Multi-scale radiative-transfer model of the protoplanetary disc DoAr 44

TL;DR

This paper develops a comprehensive multi-scale radiative-transfer model for the protoplanetary disc of DoAr 44, integrating diverse observational data to reveal the disc's structure, kinematics, and potential planet-forming regions.

Contribution

It introduces a novel multi-scale radiative-transfer model that combines various observational datasets to characterize the complex structure and dynamics of the DoAr 44 disc.

Findings

Inner disc extends from 0.1 to 0.2 au.

Dust ring located between 36 and 56 au.

Spectral lines indicate optically thin inflow/outflow exceeding 380 km/s.

Abstract

We aim to construct a comprehensive global multi-scale kinematic equilibrium radiative-transfer model for the pre-transitional disc of DoAr 44 (Haro 1-16, V2062 Oph) in the Ophiuchus star-forming region.

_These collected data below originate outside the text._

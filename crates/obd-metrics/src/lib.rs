//! Metrics Collector
//!
//! Turns the stream of readings delivered by the query engine into a map of
//! stat-annotated [`Metric`]s that any number of screens can read
//! concurrently. Statistics are not computed here: min/max/mean and sampling
//! rate are mirrored from the engine's [`Diagnostics`] supplier.

mod collector;
mod diagnostics;
mod metric;

pub use collector::{MetricsCollector, SessionStats};
pub use diagnostics::{
    Diagnostics, HistogramStats, PidDefinition, PidRegistry, Reading, StaticPidRegistry, ValueType,
};
pub use metric::Metric;

/// Stable numeric key of one queryable vehicle parameter
pub type PidId = u64;
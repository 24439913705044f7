//! Plan catalog: the fixed set of plans a tenant can provision.
//!
//! The catalog is built once at startup, either from the `[[plans]]` tables of
//! the config file or from the built-in defaults, and is immutable afterwards.

use std::collections::{BTreeMap, HashSet};

use serde::{Deserialize, Serialize};

use crate::error::{ConfigError, ConfigResult};

/// Classification that decides which creation-request shape a plan uses.
#[derive(Debug, Clone, Copy, PartialEq, Eq, Serialize, Deserialize)]
#[serde(rename_all = "snake_case")]
pub enum PlanTier {
    /// Single node, no dedicated master, no encryption at rest.
    Base,
    /// Single node, no dedicated master, encryption at rest.
    Encrypted,
    /// Dedicated masters plus several data nodes across zones, encrypted.
    Premium,
}

/// A named tier and the sizing it maps to.
#[derive(Debug, Clone, PartialEq, Serialize, Deserialize)]
pub struct Plan {
    pub id: String,
    pub description: String,
    pub tier: PlanTier,
    /// Instance class of the data nodes.
    pub instance_type: String,
    /// EBS volume size per data node, in GB.
    pub volume_size_gb: u32,
    #[serde(default = "default_volume_type")]
    pub volume_type: String,
    /// Data node count (premium only).
    #[serde(default)]
    pub data_nodes: u32,
    /// Dedicated master instance class (premium only).
    #[serde(default)]
    pub master_instance_type: Option<String>,
    /// Dedicated master count (premium only).
    #[serde(default)]
    pub master_count: u32,
}

fn default_volume_type() -> String {
    "gp2".to_string()
}

impl Plan {
    fn single_node(id: &str, description: &str, tier: PlanTier, instance: &str, volume: u32) -> Self {
        Self {
            id: id.to_string(),
            description: description.to_string(),
            tier,
            instance_type: instance.to_string(),
            volume_size_gb: volume,
            volume_type: default_volume_type(),
            data_nodes: 0,
            master_instance_type: None,
            master_count: 0,
        }
    }

    fn check(&self) -> ConfigResult<()> {
        let invalid = |reason: &str| ConfigError::Plan {
            id: self.id.clone(),
            reason: reason.to_string(),
        };

        if self.id.trim().is_empty() {
            return Err(invalid("plan id must not be empty"));
        }
        if self.instance_type.is_empty() {
            return Err(invalid("instance_type must not be empty"));
        }
        if self.volume_size_gb == 0 {
            return Err(invalid("volume_size_gb must be positive"));
        }
        if self.tier == PlanTier::Premium {
            if self.data_nodes == 0 {
                return Err(invalid("premium plans need data_nodes > 0"));
            }
            if self.master_count == 0 {
                return Err(invalid("premium plans need master_count > 0"));
            }
            if self.master_instance_type.as_deref().is_none_or(str::is_empty) {
                return Err(invalid("premium plans need master_instance_type"));
            }
        }
        Ok(())
    }
}

/// Immutable lookup table from plan id to plan.
#[derive(Debug, Clone)]
pub struct PlanCatalog {
    plans: BTreeMap<String, Plan>,
}

impl PlanCatalog {
    /// Build a catalog, rejecting duplicate ids and inconsistent sizing.
    pub fn new(plans: Vec<Plan>) -> ConfigResult<Self> {
        if plans.is_empty() {
            return Err(ConfigError::Missing("plans"));
        }

        let mut seen = HashSet::new();
        let mut table = BTreeMap::new();
        for plan in plans {
            plan.check()?;
            if !seen.insert(plan.id.clone()) {
                return Err(ConfigError::Plan {
                    id: plan.id,
                    reason: "duplicate plan id".to_string(),
                });
            }
            table.insert(plan.id.clone(), plan);
        }
        Ok(Self { plans: table })
    }

    /// The default catalog shipped with the broker.
    pub fn builtin() -> Self {
        let plans = vec![
            Plan::single_node(
                "micro",
                "Micro - 1xCPU - 2 GB RAM - 10 GB Disk",
                PlanTier::Base,
                "t2.small.elasticsearch",
                10,
            ),
            Plan::single_node(
                "small",
                "Small - 2xCPU - 4 GB RAM - 20 GB Disk",
                PlanTier::Base,
                "t2.medium.elasticsearch",
                20,
            ),
            Plan::single_node(
                "medium",
                "Medium - 2xCPU - 8 GB RAM - 40 GB Disk - Encryption at Rest",
                PlanTier::Encrypted,
                "m4.large.elasticsearch",
                40,
            ),
            Plan::single_node(
                "large",
                "Large - 4xCPU - 16 GB RAM - 80 GB Disk - Encryption at Rest",
                PlanTier::Encrypted,
                "m4.xlarge.elasticsearch",
                80,
            ),
            Plan {
                id: "premium-0".to_string(),
                description: "Production - 3 masters - 4 data nodes - multi-AZ - 2xCPU - 8 GB RAM - 100 GB Disk each - Encryption at Rest".to_string(),
                tier: PlanTier::Premium,
                instance_type: "m4.large.elasticsearch".to_string(),
                volume_size_gb: 100,
                volume_type: default_volume_type(),
                data_nodes: 4,
                master_instance_type: Some("m4.large.elasticsearch".to_string()),
                master_count: 3,
            },
        ];

        Self {
            plans: plans.into_iter().map(|p| (p.id.clone(), p)).collect(),
        }
    }

    /// Look up a plan by id. Ids are case-sensitive.
    pub fn get(&self, id: &str) -> Option<&Plan> {
        self.plans.get(id)
    }

    pub fn contains(&self, id: &str) -> bool {
        self.plans.contains_key(id)
    }

    /// Plan id → human-readable description, ordered by id.
    pub fn descriptions(&self) -> BTreeMap<String, String> {
        self.plans
            .values()
            .map(|p| (p.id.clone(), p.description.clone()))
            .collect()
    }

    pub fn iter(&self) -> impl Iterator<Item = &Plan> {
        self.plans.values()
    }
}
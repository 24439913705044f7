//! REST API handlers.
//!
//! Each handler makes a single orchestrator call and returns JSON.

use axum::Json;
use axum::extract::rejection::JsonRejection;
use axum::extract::{Path, State};
use axum::http::StatusCode;
use axum::response::{IntoResponse, Response};
use serde_json::json;
use tracing::debug;

use esbroker_orchestrator::{ProvisionRequest, TagRequest};

use crate::ApiState;

/// Header telling the platform's health tooling to ignore a 503.
pub const IGNORE_ERRORS_HEADER: &str = "x-ignore-errors";

fn error_response(msg: &str, status: StatusCode) -> Response {
    (status, Json(json!({ "error": msg }))).into_response()
}

/// Body decoding failures are reported like any other failure.
fn rejection_response(rejection: JsonRejection) -> Response {
    debug!(error = %rejection.body_text(), "malformed request body");
    error_response(&rejection.body_text(), StatusCode::INTERNAL_SERVER_ERROR)
}

// ── Instances ──────────────────────────────────────────────────

/// POST /v1/es/instance
pub async fn provision(
    State(state): State<ApiState>,
    body: Result<Json<ProvisionRequest>, JsonRejection>,
) -> Response {
    let Json(request) = match body {
        Ok(body) => body,
        Err(rejection) => return rejection_response(rejection),
    };

    match state.orchestrator.provision(request).await {
        Ok(provisioned) => (
            StatusCode::CREATED,
            Json(json!({
                "message": "creation requested",
                "spec": format!("es:{}", provisioned.name),
            })),
        )
            .into_response(),
        Err(e) => error_response(&e.to_string(), StatusCode::INTERNAL_SERVER_ERROR),
    }
}

/// DELETE /v1/es/instance/{name}
pub async fn deprovision(State(state): State<ApiState>, Path(name): Path<String>) -> Response {
    match state.orchestrator.deprovision(&name).await {
        Ok(()) => Json(json!({ "message": "deleted" })).into_response(),
        Err(e) => error_response(&e.to_string(), StatusCode::INTERNAL_SERVER_ERROR),
    }
}

/// GET /v1/es/instance/{name}/status and GET /v1/es/url/{name}
///
/// Any failure, including a cluster that has no endpoint yet, is a 503.
pub async fn status(State(state): State<ApiState>, Path(name): Path<String>) -> Response {
    match state.orchestrator.status(&name).await {
        Ok(urls) => Json(urls).into_response(),
        Err(e) => (
            StatusCode::SERVICE_UNAVAILABLE,
            [(IGNORE_ERRORS_HEADER, "true")],
            Json(json!({ "error": e.to_string() })),
        )
            .into_response(),
    }
}

// ── Catalog ────────────────────────────────────────────────────

/// GET /v1/es/plans
pub async fn plans(State(state): State<ApiState>) -> impl IntoResponse {
    Json(state.orchestrator.plans())
}

// ── Tags ───────────────────────────────────────────────────────

/// POST /v1/es/tag
pub async fn tag(
    State(state): State<ApiState>,
    body: Result<Json<TagRequest>, JsonRejection>,
) -> Response {
    let Json(request) = match body {
        Ok(body) => body,
        Err(rejection) => return rejection_response(rejection),
    };

    match state.orchestrator.tag(request).await {
        Ok(()) => (StatusCode::CREATED, Json(json!({ "response": "tag added" }))).into_response(),
        Err(e) => error_response(&e.to_string(), StatusCode::INTERNAL_SERVER_ERROR),
    }
}
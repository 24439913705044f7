//! Error types for configuration loading and name generation.

use std::path::PathBuf;

use thiserror::Error;

/// Result type alias for configuration operations.
pub type ConfigResult<T> = Result<T, ConfigError>;

/// Errors raised while loading or validating the broker configuration.
#[derive(Debug, Error)]
pub enum ConfigError {
    #[error("failed to read config file {path}: {source}")]
    Read {
        path: PathBuf,
        #[source]
        source: std::io::Error,
    },

    #[error("failed to parse config: {0}")]
    Parse(#[from] toml::de::Error),

    #[error("missing required setting: {0}")]
    Missing(&'static str),

    #[error("invalid setting {key}: {reason}")]
    Invalid { key: &'static str, reason: String },

    #[error("invalid plan {id}: {reason}")]
    Plan { id: String, reason: String },
}

/// The OS random source could not produce a name token.
#[derive(Debug, Error)]
#[error("random source unavailable: {0}")]
pub struct NameError(pub String);
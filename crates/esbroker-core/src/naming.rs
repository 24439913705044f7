//! Instance name generation.

use uuid::Builder;

use crate::error::NameError;

/// Produces `<prefix><token>` names, where the token is the first segment
/// of a random v4 UUID (8 lowercase hex characters).
#[derive(Debug, Clone)]
pub struct NameGenerator {
    prefix: String,
}

impl NameGenerator {
    pub fn new(prefix: impl Into<String>) -> Self {
        Self {
            prefix: prefix.into(),
        }
    }

    /// Generate a fresh name. Uniqueness is not checked here.
    pub fn generate(&self) -> Result<String, NameError> {
        let mut bytes = [0u8; 16];
        getrandom::getrandom(&mut bytes).map_err(|e| NameError(e.to_string()))?;
        Ok(self.name_from_bytes(bytes))
    }

    /// Deterministic half of [`generate`](Self::generate).
    pub fn name_from_bytes(&self, bytes: [u8; 16]) -> String {
        let token = Builder::from_random_bytes(bytes).into_uuid().to_string();
        let segment = token.split('-').next().unwrap_or_default();
        format!("{}{}", self.prefix, segment)
    }
}
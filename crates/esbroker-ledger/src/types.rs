//! Ledger row types.

use chrono::NaiveDateTime;
use serde::{Deserialize, Serialize};

/// Value of the `claimed` column for every row the broker writes.
pub const CLAIMED: &str = "yes";

/// A row about to be inserted; `make_date` is assigned by the store.
#[derive(Debug, Clone, PartialEq, Eq)]
pub struct NewLedgerRow {
    pub name: String,
    pub plan: String,
    pub claimed: String,
}

impl NewLedgerRow {
    /// A freshly provisioned, claimed instance.
    pub fn claimed(name: impl Into<String>, plan: impl Into<String>) -> Self {
        Self {
            name: name.into(),
            plan: plan.into(),
            claimed: CLAIMED.to_string(),
        }
    }
}

/// A stored ledger row.
#[derive(Debug, Clone, PartialEq, Eq, Serialize, Deserialize, sqlx::FromRow)]
pub struct LedgerRow {
    pub name: String,
    pub plan: String,
    pub claimed: String,
    /// Creation time (UTC, no zone), as the `make_date` column stores it.
    pub make_date: Option<NaiveDateTime>,
}
//! Gateway error types.

use std::time::Duration;

use thiserror::Error;

/// Result type alias for gateway calls.
pub type GatewayResult<T> = Result<T, GatewayError>;

/// Errors returned by the cluster provider or the transport to it.
#[derive(Debug, Clone, Error)]
pub enum GatewayError {
    #[error("ResourceAlreadyExistsException: {0}")]
    AlreadyExists(String),

    #[error("ResourceNotFoundException: {0}")]
    NotFound(String),

    #[error("{code}: {message}")]
    Rejected { code: String, message: String },

    #[error("throttled: {0}")]
    Throttled(String),

    #[error("provider error ({status}) {code}: {message}")]
    Service {
        status: u16,
        code: String,
        message: String,
    },

    #[error("transport error: {0}")]
    Transport(String),

    #[error("request timed out after {0:?}")]
    Timeout(Duration),

    #[error("missing provider credentials: {0}")]
    Credentials(String),

    #[error("malformed provider response: {0}")]
    Decode(String),
}

impl GatewayError {
    /// Whether a retry of an idempotent call might succeed.
    pub fn is_transient(&self) -> bool {
        matches!(
            self,
            GatewayError::Throttled(_)
                | GatewayError::Service { .. }
                | GatewayError::Transport(_)
                | GatewayError::Timeout(_)
        )
    }
}
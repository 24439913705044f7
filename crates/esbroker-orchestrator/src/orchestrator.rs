//! Orchestrator: the provisioning state machine.
//!
//! ```text
//! Validating → Resolving → Creating → Tagging → Persisting → Done
//!      └───────────┴──────────┴──────────┴───────────┴──→ Failed
//! ```
//!
//! Failures after the create call leave the cluster running without a
//! ledger row. Nothing is rolled back; those cases are logged as orphans so
//! an operator can reconcile them.

use std::collections::BTreeMap;
use std::sync::Arc;

use esbroker_core::{BrokerConfig, NameGenerator, PlanCatalog, Topology, resolve};
use esbroker_gateway::{ClusterGateway, GatewayError};
use esbroker_ledger::{LedgerStore, NewLedgerRow};
use tracing::{debug, error, info, warn};

use crate::error::{BrokerError, BrokerResult, ProvisionStage};
use crate::request::create_request;
use crate::types::{ClusterUrls, ProvisionRequest, Provisioned, TagRequest};

/// Tag key carrying the caller's billing code.
pub const BILLING_TAG: &str = "billingcode";

/// Coordinates the gateway and the ledger for every broker operation.
///
/// Holds no per-request state; one instance is shared by all handlers.
pub struct Orchestrator {
    config: Arc<BrokerConfig>,
    catalog: PlanCatalog,
    names: NameGenerator,
    gateway: Arc<dyn ClusterGateway>,
    ledger: Arc<dyn LedgerStore>,
}

impl std::fmt::Debug for Orchestrator {
    fn fmt(&self, f: &mut std::fmt::Formatter<'_>) -> std::fmt::Result {
        f.debug_struct("Orchestrator")
            .field("config", &self.config)
            .field("catalog", &self.catalog)
            .field("names", &self.names)
            .finish_non_exhaustive()
    }
}

impl Orchestrator {
    pub fn new(
        config: Arc<BrokerConfig>,
        catalog: PlanCatalog,
        gateway: Arc<dyn ClusterGateway>,
        ledger: Arc<dyn LedgerStore>,
    ) -> Self {
        let names = NameGenerator::new(config.name_prefix.clone());
        Self {
            config,
            catalog,
            names,
            gateway,
            ledger,
        }
    }

    /// Plan id → description.
    pub fn plans(&self) -> BTreeMap<String, String> {
        self.catalog.descriptions()
    }

    /// Create a cluster for `request.plan`, tag it, and record it.
    pub async fn provision(&self, request: ProvisionRequest) -> BrokerResult<Provisioned> {
        let plan_id = request.plan.as_str();
        debug!(plan = %plan_id, stage = %ProvisionStage::Validating, "provision requested");
        let Some(plan) = self.catalog.get(plan_id) else {
            warn!(plan = %plan_id, "unknown plan");
            return Err(BrokerError::InvalidPlan(plan_id.to_string()));
        };

        debug!(plan = %plan_id, stage = %ProvisionStage::Resolving, "resolving topology");
        let topology = resolve(plan);

        let name = self.create(plan_id, &topology).await?;

        debug!(%name, plan = %plan_id, stage = %ProvisionStage::Tagging, "tagging cluster");
        let arn = self.config.domain_arn(&name);
        if let Err(e) = self
            .gateway
            .add_tag(&arn, BILLING_TAG, &request.billingcode)
            .await
        {
            error!(%name, plan = %plan_id, error = %e, "cluster created but not tagged; orphaned until reconciled");
            return Err(BrokerError::at(ProvisionStage::Tagging, e));
        }

        debug!(%name, plan = %plan_id, stage = %ProvisionStage::Persisting, "recording cluster");
        if let Err(e) = self.ledger.insert(&NewLedgerRow::claimed(&name, plan_id)).await {
            error!(%name, plan = %plan_id, error = %e, "cluster created but not recorded; orphaned until reconciled");
            return Err(BrokerError::at(ProvisionStage::Persisting, e));
        }

        info!(%name, plan = %plan_id, "cluster provisioned");
        Ok(Provisioned { name })
    }

    /// Generate a name and ask the provider to create the cluster.
    ///
    /// A name the provider already knows is regenerated once; nothing was
    /// created in that case. A timeout or transport failure leaves the outcome
    /// unknown: the provider may have created the cluster anyway.
    async fn create(&self, plan_id: &str, topology: &Topology) -> BrokerResult<String> {
        let mut regenerated = false;
        loop {
            let name = self
                .names
                .generate()
                .map_err(|e| BrokerError::at(ProvisionStage::Creating, e))?;
            debug!(%name, plan = %plan_id, stage = %ProvisionStage::Creating, shape = ?topology.shape, "creating cluster");

            let request = create_request(&self.config, &name, topology);
            match self.gateway.create_cluster(&request).await {
                Ok(()) => return Ok(name),
                Err(GatewayError::AlreadyExists(message)) if !regenerated => {
                    warn!(%name, %message, "generated name already taken, regenerating");
                    regenerated = true;
                }
                Err(e @ (GatewayError::Timeout(_) | GatewayError::Transport(_))) => {
                    error!(%name, plan = %plan_id, error = %e, "cluster creation outcome unknown; possibly orphaned until reconciled");
                    return Err(BrokerError::at(
                        ProvisionStage::Creating,
                        format!("outcome unknown for cluster {name}: {e}"),
                    ));
                }
                Err(e) => {
                    error!(%name, plan = %plan_id, error = %e, "cluster creation failed");
                    return Err(BrokerError::at(ProvisionStage::Creating, e));
                }
            }
        }
    }

    /// Delete the cluster, then its ledger row.
    ///
    /// The ledger is only touched once the provider has accepted the delete,
    /// or reports the cluster gone after a retried attempt.
    pub async fn deprovision(&self, name: &str) -> BrokerResult<()> {
        if let Err(e) = self.gateway.delete_cluster(name).await {
            warn!(%name, error = %e, "provider rejected delete; ledger untouched");
            return Err(BrokerError::DeleteFailed(e.to_string()));
        }

        match self.ledger.delete(name).await {
            Ok(true) => {}
            Ok(false) => warn!(%name, "deleted cluster had no ledger row"),
            Err(e) => {
                error!(%name, error = %e, "cluster deleted but ledger row kept");
                return Err(BrokerError::DeleteFailed(e.to_string()));
            }
        }

        info!(%name, "cluster deprovisioned");
        Ok(())
    }

    /// Live lookup of the cluster's URLs.
    pub async fn status(&self, name: &str) -> BrokerResult<ClusterUrls> {
        let description = self
            .gateway
            .describe_cluster(name)
            .await
            .map_err(|e| BrokerError::StatusFailed(e.to_string()))?;

        if description.deleted {
            debug!(%name, "cluster is being deleted");
            return Err(BrokerError::StatusFailed(format!("cluster {name} is being deleted")));
        }

        match description.vpc_endpoint {
            Some(endpoint) => Ok(ClusterUrls::from_endpoint(&endpoint)),
            None => {
                debug!(%name, processing = description.processing, "no endpoint published yet");
                Err(BrokerError::NotAvailable(name.to_string()))
            }
        }
    }

    /// Attach a caller-supplied tag to an existing cluster.
    pub async fn tag(&self, request: TagRequest) -> BrokerResult<()> {
        let arn = self.config.domain_arn(&request.resource);
        self.gateway
            .add_tag(&arn, &request.name, &request.value)
            .await
            .map_err(|e| {
                warn!(resource = %request.resource, key = %request.name, error = %e, "tagging failed");
                BrokerError::TagFailed(e.to_string())
            })?;
        info!(resource = %request.resource, key = %request.name, "tag added");
        Ok(())
    }
}
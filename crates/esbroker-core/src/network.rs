//! Subnet placement policy.

use serde::{Deserialize, Serialize};

use crate::config::NetworkConfig;
use crate::topology::CreationShape;

/// Subnets and security groups handed to the provider on create.
#[derive(Debug, Clone, PartialEq, Eq, Serialize, Deserialize)]
pub struct VpcPlacement {
    pub subnet_ids: Vec<String>,
    pub security_group_ids: Vec<String>,
}

/// Choose the network placement for a creation shape.
///
/// Dedicated-master clusters span every configured subnet. Single-node
/// shapes skip the first subnet when `reserve_first_subnet` is set, unless
/// it is the only one configured.
pub fn placement(shape: CreationShape, network: &NetworkConfig) -> VpcPlacement {
    let subnets = &network.subnet_ids;
    let subnet_ids = match shape {
        CreationShape::DedicatedMaster => subnets.clone(),
        CreationShape::Standard | CreationShape::Encrypted
            if network.reserve_first_subnet && subnets.len() > 1 =>
        {
            subnets[1..].to_vec()
        }
        CreationShape::Standard | CreationShape::Encrypted => subnets.clone(),
    };

    VpcPlacement {
        subnet_ids,
        security_group_ids: vec![network.security_group_id.clone()],
    }
}

#[cfg(test)]
mod tests {
    use super::*;

    fn network(subnets: &[&str], reserve: bool) -> NetworkConfig {
        NetworkConfig {
            subnet_ids: subnets.iter().map(|s| s.to_string()).collect(),
            security_group_id: "sg-1".to_string(),
            reserve_first_subnet: reserve,
        }
    }

    #[test]
    fn test_single_node_skips_first_subnet() {
        let net = network(&["subnet-a", "subnet-b", "subnet-c"], true);
        for shape in [CreationShape::Standard, CreationShape::Encrypted] {
            let p = placement(shape, &net);
            assert_eq!(p.subnet_ids, vec!["subnet-b", "subnet-c"]);
            assert_eq!(p.security_group_ids, vec!["sg-1"]);
        }
    }

    #[test]
    fn test_dedicated_master_uses_all_subnets() {
        let net = network(&["subnet-a", "subnet-b", "subnet-c"], true);
        let p = placement(CreationShape::DedicatedMaster, &net);
        assert_eq!(p.subnet_ids, vec!["subnet-a", "subnet-b", "subnet-c"]);
    }

    #[test]
    fn test_single_subnet_is_never_dropped() {
        let net = network(&["subnet-a"], true);
        let p = placement(CreationShape::Standard, &net);
        assert_eq!(p.subnet_ids, vec!["subnet-a"]);
    }

    #[test]
    fn test_reservation_can_be_disabled() {
        let net = network(&["subnet-a", "subnet-b"], false);
        let p = placement(CreationShape::Encrypted, &net);
        assert_eq!(p.subnet_ids, vec!["subnet-a", "subnet-b"]);
    }
}
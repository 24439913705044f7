//! esbroker-orchestrator: provisioning, deletion, status and tagging.
//!
//! Sequences the calls of one broker operation across the two external
//! collaborators. Per-request errors are returned to the caller as
//! [`BrokerError`]; nothing is retried here (the gateway applies its own
//! retry policy) and partial provisioning is never rolled back.
//!
//! # Architecture
//!
//! ```text
//! Orchestrator
//!   ├── PlanCatalog + resolve()      (esbroker-core, pure)
//!   ├── NameGenerator                (esbroker-core)
//!   ├── Arc<dyn ClusterGateway>      (esbroker-gateway)
//!   └── Arc<dyn LedgerStore>         (esbroker-ledger)
//! ```

pub mod error;
pub mod orchestrator;
pub mod request;
pub mod types;

pub use error::{BrokerError, BrokerResult, ProvisionStage};
pub use orchestrator::{BILLING_TAG, Orchestrator};
pub use request::create_request;
pub use types::{ClusterUrls, ProvisionRequest, Provisioned, TagRequest};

This model integrates diverse observational datasets to describe the system, spanning from the accretion region to the outer disc. Our analysis utilises a large set of observational data, including ALMA continuum complex visibilities, VLTI/GRAVITY continuum squared visibilities, closure phases, and triple products, as well as VLT/UVES and VLT/X-shooter H-alpha spectra. Additionally, we incorporated absolute flux measurements from ground-based optical observatories, Spitzer, IRAS, the Submillimeter Array, the IRAM, or the ATCA radio telescopes. These data sets were used to constrain the structure and kinematics of the object through radiative-transfer modelling. Our model reveals that the spectral line profiles are best explained by an optically thin spherical inflow/outflow within the co-rotation radius of the star, exhibiting velocities exceeding 380 km/s. The VLTI near-infrared interferometric observations are consistent with an inner disc extending from 0.1 to 0.2 au. The ALMA sub-millimetre observations indicate a dust ring located between 36 and 56 au, probably related to the CO2 condensation line. The global density and temperature profiles derived from our model provide insight into an intermediate disc, located in the terrestrial planet-forming zone, which has not yet been spatially resolved.